Israeli researchers head to Nigeria to study parasitic worm that causes ‘snail fever’
Most people see prawns swimming in a fish tank or cooked up at seafood buffets. A research team from Ben-Gurion University, however, is trying to find ways to use the crustaceans to fight disease in Africa.
For the past week, a team of researchers as well as an official from shipping company Tiran worked with researchers from Ibadan University in Nigeria to study ways to use prawns to feed on a snail that proliferates in streams in the region, carrying a dangerous parasite.
Heading the group was Prof. Amir Sagi from the BGU’s Life Sciences Department and the National Institute for Biotechnology in the Negev. Sagi told The Jerusalem Post on Monday that the research focused on finding the best way to use prawns to eat the snails, which host a parasitic worm that causes Schistosomiasis. Also known as snail fever or Bilharzia, the disease is caused by parasitic flatworms called schistosomes. According to the American Centers for Disease Control and Prevention, the disease damages internal organs and affects 200 million people worldwide, coming only second to Malaria in terms of the devastation it causes. Sagi noted that this method, using allmale prawns, is already commercially available in Vietnam and China. The aim with this study was to find a way to adapt the method to the Africa climate.

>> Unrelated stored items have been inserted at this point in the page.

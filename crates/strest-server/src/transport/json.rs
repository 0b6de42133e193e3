//! The JSON-socket transport: one STREST JSON envelope per line, framed
//! with [`tokio_util::codec::LinesCodec`]. Ported from the accept-loop
//! shape of `turbomcp-tcp/src/transport.rs`'s `start_server`/
//! `handle_tcp_connection_framed`.

use std::sync::Arc;

use futures::{SinkExt, StreamExt};
use tokio::net::TcpListener;
use tokio::sync::{broadcast, mpsc};
use tokio::task::JoinSet;
use tokio_util::codec::{Framed, LinesCodec};

use crate::dispatch::dispatch;
use crate::error::ServerError;
use crate::router::Router;

/// Runs the JSON-socket listener until `shutdown_rx` fires, draining all
/// connection tasks before returning.
pub async fn serve(
    bind_addr: &str,
    router: Arc<Router>,
    mut shutdown_rx: broadcast::Receiver<()>,
) -> Result<(), ServerError> {
    let listener = TcpListener::bind(bind_addr).await?;
    tracing::info!(%bind_addr, "json transport listening");
    let mut connections: JoinSet<()> = JoinSet::new();

    loop {
        tokio::select! {
            _ = shutdown_rx.recv() => {
                tracing::info!("json transport shutting down");
                break;
            }
            accepted = listener.accept() => {
                let (stream, peer) = accepted?;
                let router = router.clone();
                let conn_shutdown = shutdown_rx.resubscribe();
                connections.spawn(async move {
                    if let Err(err) = handle_connection(stream, router, conn_shutdown).await {
                        tracing::warn!(%peer, error = %err, "json connection closed with error");
                    }
                });
            }
        }
    }

    connections.shutdown().await;
    Ok(())
}

async fn handle_connection(
    stream: tokio::net::TcpStream,
    router: Arc<Router>,
    mut shutdown_rx: broadcast::Receiver<()>,
) -> Result<(), ServerError> {
    let framed = Framed::new(stream, LinesCodec::new_with_max_length(16 * 1024 * 1024));
    let (mut sink, mut stream) = framed.split();

    let (out_tx, mut out_rx) = mpsc::unbounded_channel::<String>();

    // A single writer loop owns the sink, serializing all writes for this
    // connection so interleaved responses never interleave their bytes.
    let writer = tokio::spawn(async move {
        while let Some(line) = out_rx.recv().await {
            if sink.send(line).await.is_err() {
                break;
            }
        }
    });

    loop {
        tokio::select! {
            _ = shutdown_rx.recv() => break,
            line = stream.next() => {
                let Some(line) = line else { break };
                let line = line.map_err(|e| ServerError::Io(std::io::Error::other(e)))?;
                let req = match strest_protocol::json::decode_request(line.as_bytes()) {
                    Ok(req) => req,
                    Err(err) => {
                        tracing::warn!(error = %err, "dropping malformed json request");
                        continue;
                    }
                };

                let mut rx = dispatch(router.clone(), req);
                let out_tx = out_tx.clone();
                tokio::spawn(async move {
                    while let Some(resp) = rx.recv().await {
                        match strest_protocol::json::encode_response(&resp) {
                            Ok(bytes) => {
                                let _ = out_tx.send(String::from_utf8_lossy(&bytes).into_owned());
                            }
                            Err(err) => tracing::warn!(error = %err, "failed to encode response"),
                        }
                    }
                });
            }
        }
    }

    drop(out_tx);
    let _ = writer.await;
    Ok(())
}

The trip was organized as part of the “Grand Challenges Israel” program, funded by the Foreign Ministry, and the Economy and Industry Ministry. The program facilitates collaborations between Israeli academia and business with partners in Africa.
Part of the money they were granted also went toward research, lead by Sagi, which grabbed worldwide attention last October by developing a method, patented by the university and licensed to Tiran Group, of producing all-male prawn offspring. It was hailed as having the potential to increase world food supply since males grow to be about 60 percent larger than females. This could have implications in quashing the parasitic threat, since the larger prawns would eat more snails.
Sagi hopes that the project will eventually be developed into a larger field study and demonstrate “the use of biocontrol to help [efforts to] eradicate the disease” while also helping the existing local aquaculture industry.